(Stored dataset items)
=====
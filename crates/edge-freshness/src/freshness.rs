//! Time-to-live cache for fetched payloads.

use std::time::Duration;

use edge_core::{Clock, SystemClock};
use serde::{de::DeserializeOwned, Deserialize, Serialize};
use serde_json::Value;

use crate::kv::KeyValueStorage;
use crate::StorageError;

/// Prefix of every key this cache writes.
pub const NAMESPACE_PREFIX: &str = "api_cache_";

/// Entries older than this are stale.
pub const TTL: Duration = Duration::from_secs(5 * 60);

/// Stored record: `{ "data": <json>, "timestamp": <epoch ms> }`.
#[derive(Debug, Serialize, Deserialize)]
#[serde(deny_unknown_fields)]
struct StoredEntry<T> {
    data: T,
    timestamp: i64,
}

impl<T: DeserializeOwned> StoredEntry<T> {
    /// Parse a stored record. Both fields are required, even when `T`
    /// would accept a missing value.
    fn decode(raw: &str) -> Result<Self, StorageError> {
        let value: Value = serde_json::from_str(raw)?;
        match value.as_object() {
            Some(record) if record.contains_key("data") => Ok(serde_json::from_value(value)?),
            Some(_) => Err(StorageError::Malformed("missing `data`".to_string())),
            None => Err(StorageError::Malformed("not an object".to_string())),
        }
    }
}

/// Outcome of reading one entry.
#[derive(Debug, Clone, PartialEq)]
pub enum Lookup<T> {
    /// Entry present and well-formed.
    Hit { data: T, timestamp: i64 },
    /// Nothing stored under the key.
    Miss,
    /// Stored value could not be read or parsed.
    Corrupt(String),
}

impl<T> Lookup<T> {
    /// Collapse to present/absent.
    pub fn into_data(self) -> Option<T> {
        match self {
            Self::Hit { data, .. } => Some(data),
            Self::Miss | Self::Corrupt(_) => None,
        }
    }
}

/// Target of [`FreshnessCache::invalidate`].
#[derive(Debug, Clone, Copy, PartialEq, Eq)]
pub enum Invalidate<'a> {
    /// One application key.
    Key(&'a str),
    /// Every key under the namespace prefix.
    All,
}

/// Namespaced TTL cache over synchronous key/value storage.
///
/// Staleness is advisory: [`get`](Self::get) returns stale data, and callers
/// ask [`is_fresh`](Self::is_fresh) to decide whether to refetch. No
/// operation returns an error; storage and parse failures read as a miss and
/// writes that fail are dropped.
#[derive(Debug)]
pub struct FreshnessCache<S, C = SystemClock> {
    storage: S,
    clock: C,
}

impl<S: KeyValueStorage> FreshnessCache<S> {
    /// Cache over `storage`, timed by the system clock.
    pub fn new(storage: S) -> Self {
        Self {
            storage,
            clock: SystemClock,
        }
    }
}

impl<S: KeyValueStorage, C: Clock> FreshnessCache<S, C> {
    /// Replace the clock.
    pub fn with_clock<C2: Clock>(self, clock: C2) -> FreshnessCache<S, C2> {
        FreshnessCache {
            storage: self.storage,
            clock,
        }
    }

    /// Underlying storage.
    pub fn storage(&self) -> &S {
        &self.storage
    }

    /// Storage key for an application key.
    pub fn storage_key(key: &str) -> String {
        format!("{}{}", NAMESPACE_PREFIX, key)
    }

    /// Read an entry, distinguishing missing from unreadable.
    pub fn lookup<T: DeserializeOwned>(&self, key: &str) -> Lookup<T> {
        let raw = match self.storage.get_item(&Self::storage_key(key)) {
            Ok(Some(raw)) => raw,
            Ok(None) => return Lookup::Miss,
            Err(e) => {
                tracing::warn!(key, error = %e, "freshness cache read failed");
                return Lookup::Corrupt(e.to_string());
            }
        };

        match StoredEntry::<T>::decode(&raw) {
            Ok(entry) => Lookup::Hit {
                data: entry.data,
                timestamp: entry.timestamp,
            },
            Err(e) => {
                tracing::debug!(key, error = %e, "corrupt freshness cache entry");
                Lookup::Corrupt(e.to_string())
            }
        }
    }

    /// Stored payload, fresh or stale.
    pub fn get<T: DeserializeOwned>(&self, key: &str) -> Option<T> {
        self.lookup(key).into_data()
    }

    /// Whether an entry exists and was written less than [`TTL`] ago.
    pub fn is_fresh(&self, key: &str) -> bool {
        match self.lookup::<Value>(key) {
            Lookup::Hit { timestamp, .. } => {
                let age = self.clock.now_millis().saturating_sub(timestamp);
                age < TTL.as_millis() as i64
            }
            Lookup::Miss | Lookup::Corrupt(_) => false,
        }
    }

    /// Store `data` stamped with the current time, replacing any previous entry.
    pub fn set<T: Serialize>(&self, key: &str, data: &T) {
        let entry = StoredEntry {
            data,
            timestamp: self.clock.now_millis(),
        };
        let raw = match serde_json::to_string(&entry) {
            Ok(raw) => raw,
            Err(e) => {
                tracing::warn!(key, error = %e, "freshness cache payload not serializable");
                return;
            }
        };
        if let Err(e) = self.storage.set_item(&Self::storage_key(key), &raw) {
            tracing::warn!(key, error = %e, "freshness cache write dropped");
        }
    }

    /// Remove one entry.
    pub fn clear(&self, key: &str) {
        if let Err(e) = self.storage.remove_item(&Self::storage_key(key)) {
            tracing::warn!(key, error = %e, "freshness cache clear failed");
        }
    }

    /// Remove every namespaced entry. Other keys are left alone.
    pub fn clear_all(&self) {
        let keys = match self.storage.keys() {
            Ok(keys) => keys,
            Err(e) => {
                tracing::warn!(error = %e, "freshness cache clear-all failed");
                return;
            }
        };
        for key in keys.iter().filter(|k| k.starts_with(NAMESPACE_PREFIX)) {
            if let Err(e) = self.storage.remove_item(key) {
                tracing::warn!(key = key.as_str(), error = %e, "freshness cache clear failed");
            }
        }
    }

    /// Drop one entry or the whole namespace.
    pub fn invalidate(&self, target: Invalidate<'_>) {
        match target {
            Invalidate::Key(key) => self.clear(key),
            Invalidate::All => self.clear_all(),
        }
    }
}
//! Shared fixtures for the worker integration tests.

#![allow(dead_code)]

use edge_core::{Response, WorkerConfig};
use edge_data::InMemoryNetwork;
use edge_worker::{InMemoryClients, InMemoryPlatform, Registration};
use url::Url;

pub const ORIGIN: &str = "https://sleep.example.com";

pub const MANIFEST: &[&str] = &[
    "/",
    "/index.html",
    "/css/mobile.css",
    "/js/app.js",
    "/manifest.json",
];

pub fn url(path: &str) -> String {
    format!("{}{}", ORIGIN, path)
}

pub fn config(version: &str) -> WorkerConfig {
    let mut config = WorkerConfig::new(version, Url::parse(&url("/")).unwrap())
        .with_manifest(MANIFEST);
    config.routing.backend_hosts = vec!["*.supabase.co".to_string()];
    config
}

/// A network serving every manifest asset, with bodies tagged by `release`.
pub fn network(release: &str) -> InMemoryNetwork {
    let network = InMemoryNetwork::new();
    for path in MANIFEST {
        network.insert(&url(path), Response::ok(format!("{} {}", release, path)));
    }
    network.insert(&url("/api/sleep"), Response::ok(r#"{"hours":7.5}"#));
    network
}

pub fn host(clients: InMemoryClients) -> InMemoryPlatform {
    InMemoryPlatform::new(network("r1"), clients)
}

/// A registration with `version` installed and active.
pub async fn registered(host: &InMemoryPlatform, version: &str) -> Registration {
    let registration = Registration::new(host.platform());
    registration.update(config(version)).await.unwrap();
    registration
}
=====
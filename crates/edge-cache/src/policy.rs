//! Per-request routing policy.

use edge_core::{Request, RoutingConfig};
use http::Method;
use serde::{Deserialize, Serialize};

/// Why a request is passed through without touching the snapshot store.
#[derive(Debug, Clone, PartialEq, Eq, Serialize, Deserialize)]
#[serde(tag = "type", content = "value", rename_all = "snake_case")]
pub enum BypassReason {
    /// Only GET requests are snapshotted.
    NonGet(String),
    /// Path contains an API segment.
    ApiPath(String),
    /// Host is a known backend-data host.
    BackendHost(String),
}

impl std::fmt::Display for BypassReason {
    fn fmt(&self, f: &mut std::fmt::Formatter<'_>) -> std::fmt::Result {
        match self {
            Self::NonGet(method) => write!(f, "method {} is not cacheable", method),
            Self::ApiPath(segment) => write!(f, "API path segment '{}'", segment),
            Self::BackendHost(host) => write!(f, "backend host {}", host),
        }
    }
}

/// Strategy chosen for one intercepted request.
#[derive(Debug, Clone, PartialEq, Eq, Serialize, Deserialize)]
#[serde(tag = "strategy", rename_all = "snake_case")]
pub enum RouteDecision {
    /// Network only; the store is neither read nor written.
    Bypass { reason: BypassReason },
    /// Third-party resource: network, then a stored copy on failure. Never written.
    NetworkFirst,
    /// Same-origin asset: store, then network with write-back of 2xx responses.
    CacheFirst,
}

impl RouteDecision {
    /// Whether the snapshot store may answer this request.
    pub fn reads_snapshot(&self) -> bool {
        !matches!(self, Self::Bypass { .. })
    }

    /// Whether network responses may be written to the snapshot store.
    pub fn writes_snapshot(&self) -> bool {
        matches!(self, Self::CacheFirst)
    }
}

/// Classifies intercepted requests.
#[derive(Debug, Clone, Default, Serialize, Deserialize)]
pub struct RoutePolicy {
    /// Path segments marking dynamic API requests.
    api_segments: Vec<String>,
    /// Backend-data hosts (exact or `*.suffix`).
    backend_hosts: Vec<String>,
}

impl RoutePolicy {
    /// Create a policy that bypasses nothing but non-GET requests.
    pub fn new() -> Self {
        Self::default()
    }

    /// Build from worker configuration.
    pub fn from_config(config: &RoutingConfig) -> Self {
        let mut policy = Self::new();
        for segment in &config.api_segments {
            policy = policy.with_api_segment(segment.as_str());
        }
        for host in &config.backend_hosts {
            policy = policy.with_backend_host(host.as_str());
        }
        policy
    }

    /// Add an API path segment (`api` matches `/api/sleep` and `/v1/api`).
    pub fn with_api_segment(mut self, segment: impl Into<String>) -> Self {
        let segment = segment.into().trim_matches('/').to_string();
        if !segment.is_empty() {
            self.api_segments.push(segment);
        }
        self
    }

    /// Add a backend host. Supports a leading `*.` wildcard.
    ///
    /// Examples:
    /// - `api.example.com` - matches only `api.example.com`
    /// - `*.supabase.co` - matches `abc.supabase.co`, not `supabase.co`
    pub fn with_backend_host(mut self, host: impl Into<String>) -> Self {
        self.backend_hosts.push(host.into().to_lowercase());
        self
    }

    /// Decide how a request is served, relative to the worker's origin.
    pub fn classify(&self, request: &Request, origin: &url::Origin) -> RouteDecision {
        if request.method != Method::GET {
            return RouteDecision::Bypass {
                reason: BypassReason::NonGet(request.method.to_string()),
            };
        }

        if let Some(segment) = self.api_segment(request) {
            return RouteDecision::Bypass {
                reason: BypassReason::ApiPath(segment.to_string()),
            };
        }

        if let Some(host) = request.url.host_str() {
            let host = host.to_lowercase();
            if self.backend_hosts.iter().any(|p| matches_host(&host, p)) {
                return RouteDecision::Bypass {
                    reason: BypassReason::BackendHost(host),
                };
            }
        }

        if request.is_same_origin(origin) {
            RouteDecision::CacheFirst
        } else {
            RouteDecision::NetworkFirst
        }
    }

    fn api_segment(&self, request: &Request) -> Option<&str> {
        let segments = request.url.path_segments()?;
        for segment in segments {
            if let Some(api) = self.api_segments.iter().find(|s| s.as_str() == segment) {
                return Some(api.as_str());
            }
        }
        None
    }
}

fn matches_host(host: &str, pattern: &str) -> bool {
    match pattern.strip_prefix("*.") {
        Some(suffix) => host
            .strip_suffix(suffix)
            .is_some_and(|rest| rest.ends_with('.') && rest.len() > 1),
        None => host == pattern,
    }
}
=====
■ Task instructions ■
What is asked for is an exact copy of the lines above from the one containing "let raw = match serde_json::to_string(&entry)" through the one containing "the whole namespace.", and only those.

■ Solution ■
        let raw = match serde_json::to_string(&entry) {
            Ok(raw) => raw,
            Err(e) => {
                tracing::warn!(key, error = %e, "freshness cache payload not serializable");
                return;
            }
        };
        if let Err(e) = self.storage.set_item(&Self::storage_key(key), &raw) {
            tracing::warn!(key, error = %e, "freshness cache write dropped");
        }
    }

    /// Remove one entry.
    pub fn clear(&self, key: &str) {
        if let Err(e) = self.storage.remove_item(&Self::storage_key(key)) {
            tracing::warn!(key, error = %e, "freshness cache clear failed");
        }
    }

    /// Remove every namespaced entry. Other keys are left alone.
    pub fn clear_all(&self) {
        let keys = match self.storage.keys() {
            Ok(keys) => keys,
            Err(e) => {
                tracing::warn!(error = %e, "freshness cache clear-all failed");
                return;
            }
        };
        for key in keys.iter().filter(|k| k.starts_with(NAMESPACE_PREFIX)) {
            if let Err(e) = self.storage.remove_item(key) {
                tracing::warn!(key = key.as_str(), error = %e, "freshness cache clear failed");
            }
        }
    }

    /// Drop one entry or the whole namespace.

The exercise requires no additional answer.